[The problem]
Below are records. Copy every line with "impl" in it.

Input data below:

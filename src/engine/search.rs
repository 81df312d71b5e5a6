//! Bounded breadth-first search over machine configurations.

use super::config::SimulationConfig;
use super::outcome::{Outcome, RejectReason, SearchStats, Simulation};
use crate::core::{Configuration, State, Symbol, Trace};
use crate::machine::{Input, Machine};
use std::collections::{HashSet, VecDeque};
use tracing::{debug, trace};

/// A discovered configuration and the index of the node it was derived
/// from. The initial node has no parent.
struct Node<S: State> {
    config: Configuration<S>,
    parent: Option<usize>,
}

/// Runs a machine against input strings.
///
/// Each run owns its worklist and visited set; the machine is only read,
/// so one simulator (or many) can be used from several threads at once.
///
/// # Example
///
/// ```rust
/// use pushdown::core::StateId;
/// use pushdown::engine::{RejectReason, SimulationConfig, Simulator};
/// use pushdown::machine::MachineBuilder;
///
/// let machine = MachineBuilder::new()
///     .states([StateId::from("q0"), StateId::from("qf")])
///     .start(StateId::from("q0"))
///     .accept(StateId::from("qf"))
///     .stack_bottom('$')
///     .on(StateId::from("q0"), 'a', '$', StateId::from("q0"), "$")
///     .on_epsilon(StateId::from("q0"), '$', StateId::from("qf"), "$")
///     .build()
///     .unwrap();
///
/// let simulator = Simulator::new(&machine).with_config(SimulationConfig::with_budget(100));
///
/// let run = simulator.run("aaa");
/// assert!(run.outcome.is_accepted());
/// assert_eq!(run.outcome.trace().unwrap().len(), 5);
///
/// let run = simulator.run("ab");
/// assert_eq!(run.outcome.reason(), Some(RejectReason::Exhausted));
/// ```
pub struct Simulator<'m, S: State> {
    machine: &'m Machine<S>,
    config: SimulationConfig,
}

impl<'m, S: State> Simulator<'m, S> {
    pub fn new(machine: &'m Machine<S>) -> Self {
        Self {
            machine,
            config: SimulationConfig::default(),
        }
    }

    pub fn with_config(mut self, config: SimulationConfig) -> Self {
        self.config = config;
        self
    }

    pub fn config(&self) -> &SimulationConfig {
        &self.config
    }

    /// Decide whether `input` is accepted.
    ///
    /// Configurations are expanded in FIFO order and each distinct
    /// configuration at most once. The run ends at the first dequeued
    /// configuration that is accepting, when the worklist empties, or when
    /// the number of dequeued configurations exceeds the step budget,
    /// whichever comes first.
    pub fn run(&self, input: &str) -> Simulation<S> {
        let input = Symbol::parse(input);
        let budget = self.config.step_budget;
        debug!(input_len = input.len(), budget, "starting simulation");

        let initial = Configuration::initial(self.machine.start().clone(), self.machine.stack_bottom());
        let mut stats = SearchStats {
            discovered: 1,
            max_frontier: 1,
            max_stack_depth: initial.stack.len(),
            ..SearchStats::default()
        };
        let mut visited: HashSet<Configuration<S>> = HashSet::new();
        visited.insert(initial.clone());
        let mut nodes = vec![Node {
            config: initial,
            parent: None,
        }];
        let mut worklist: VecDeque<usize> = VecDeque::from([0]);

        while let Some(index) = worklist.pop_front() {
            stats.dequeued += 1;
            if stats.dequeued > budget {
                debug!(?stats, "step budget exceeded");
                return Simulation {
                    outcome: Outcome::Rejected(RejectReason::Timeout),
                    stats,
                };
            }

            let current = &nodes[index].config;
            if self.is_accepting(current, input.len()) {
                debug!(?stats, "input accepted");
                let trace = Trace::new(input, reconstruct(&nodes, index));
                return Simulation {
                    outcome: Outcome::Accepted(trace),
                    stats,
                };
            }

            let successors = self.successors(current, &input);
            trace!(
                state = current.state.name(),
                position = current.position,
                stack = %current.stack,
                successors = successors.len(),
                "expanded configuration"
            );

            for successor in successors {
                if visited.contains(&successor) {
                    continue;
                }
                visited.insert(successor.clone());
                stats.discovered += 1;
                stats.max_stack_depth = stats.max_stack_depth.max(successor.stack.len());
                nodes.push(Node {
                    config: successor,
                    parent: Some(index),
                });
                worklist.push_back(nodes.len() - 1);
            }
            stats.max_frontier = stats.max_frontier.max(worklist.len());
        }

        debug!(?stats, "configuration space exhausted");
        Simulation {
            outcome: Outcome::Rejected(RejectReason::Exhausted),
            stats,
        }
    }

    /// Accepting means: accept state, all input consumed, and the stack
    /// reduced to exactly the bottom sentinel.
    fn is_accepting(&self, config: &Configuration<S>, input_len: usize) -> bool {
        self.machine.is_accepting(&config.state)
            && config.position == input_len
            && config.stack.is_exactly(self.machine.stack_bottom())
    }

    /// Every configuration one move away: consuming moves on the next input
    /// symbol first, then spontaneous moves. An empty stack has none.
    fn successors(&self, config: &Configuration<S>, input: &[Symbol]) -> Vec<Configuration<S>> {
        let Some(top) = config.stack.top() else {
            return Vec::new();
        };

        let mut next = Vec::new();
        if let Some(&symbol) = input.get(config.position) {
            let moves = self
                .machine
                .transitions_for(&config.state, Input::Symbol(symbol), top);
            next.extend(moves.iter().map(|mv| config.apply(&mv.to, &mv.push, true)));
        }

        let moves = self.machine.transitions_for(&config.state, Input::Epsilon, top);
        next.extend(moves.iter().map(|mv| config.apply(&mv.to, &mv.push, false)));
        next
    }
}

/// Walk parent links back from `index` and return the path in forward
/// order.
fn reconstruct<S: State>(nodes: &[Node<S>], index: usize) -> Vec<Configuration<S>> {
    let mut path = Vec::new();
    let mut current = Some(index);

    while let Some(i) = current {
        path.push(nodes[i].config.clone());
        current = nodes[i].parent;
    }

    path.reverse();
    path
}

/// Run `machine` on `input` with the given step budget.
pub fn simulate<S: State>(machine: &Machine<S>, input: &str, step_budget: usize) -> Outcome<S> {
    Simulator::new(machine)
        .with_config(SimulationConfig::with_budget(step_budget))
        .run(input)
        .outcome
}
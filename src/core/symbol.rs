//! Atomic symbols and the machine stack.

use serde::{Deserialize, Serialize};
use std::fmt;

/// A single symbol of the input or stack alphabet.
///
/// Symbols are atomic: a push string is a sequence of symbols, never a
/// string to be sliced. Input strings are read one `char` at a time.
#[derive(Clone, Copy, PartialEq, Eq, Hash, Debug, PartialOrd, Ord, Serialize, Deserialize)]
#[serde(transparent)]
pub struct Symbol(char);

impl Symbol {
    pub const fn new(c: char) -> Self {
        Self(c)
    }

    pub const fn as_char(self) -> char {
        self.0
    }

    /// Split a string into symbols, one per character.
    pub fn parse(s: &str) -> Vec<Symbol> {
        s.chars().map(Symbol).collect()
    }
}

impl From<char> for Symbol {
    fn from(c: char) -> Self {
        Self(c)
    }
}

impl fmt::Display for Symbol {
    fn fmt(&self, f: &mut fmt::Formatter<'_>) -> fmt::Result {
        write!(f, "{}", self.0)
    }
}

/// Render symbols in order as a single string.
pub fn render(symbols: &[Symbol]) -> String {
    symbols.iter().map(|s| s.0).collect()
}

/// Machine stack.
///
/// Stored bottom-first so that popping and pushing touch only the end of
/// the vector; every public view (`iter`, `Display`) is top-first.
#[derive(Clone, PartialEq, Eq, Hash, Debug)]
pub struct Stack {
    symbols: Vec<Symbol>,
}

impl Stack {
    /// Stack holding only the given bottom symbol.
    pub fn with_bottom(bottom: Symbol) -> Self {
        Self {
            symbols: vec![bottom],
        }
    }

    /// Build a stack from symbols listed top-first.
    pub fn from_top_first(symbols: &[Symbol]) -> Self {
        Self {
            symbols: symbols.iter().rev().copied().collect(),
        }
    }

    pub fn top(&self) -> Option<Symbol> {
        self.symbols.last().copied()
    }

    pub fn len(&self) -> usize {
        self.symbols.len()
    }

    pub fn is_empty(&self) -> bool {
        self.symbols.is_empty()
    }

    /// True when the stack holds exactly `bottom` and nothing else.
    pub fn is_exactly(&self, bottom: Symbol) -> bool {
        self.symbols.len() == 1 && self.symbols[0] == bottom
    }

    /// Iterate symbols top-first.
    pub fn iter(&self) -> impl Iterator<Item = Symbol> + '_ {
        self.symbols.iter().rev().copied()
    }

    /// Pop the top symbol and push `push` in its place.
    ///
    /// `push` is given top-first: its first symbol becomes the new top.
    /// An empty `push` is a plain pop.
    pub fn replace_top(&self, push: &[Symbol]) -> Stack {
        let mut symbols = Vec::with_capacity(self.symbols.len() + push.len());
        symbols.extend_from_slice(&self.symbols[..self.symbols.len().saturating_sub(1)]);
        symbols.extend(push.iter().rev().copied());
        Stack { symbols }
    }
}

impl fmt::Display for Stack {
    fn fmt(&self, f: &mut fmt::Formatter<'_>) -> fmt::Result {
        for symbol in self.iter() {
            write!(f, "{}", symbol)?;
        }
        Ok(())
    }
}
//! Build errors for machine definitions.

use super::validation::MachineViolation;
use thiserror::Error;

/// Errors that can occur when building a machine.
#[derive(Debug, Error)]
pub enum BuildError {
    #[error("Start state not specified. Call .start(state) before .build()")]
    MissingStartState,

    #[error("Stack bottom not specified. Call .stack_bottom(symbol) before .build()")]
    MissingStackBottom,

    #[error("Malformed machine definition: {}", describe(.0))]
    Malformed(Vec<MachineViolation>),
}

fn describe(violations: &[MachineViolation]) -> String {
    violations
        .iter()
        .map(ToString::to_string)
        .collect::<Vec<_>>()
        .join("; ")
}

End of Input data.

[Exercise response]
impl<'m, S: State> Simulator<'m, S> {
impl Symbol {
impl From<char> for Symbol {
impl fmt::Display for Symbol {
impl Stack {
    pub fn iter(&self) -> impl Iterator<Item = Symbol> + '_ {
impl fmt::Display for Stack {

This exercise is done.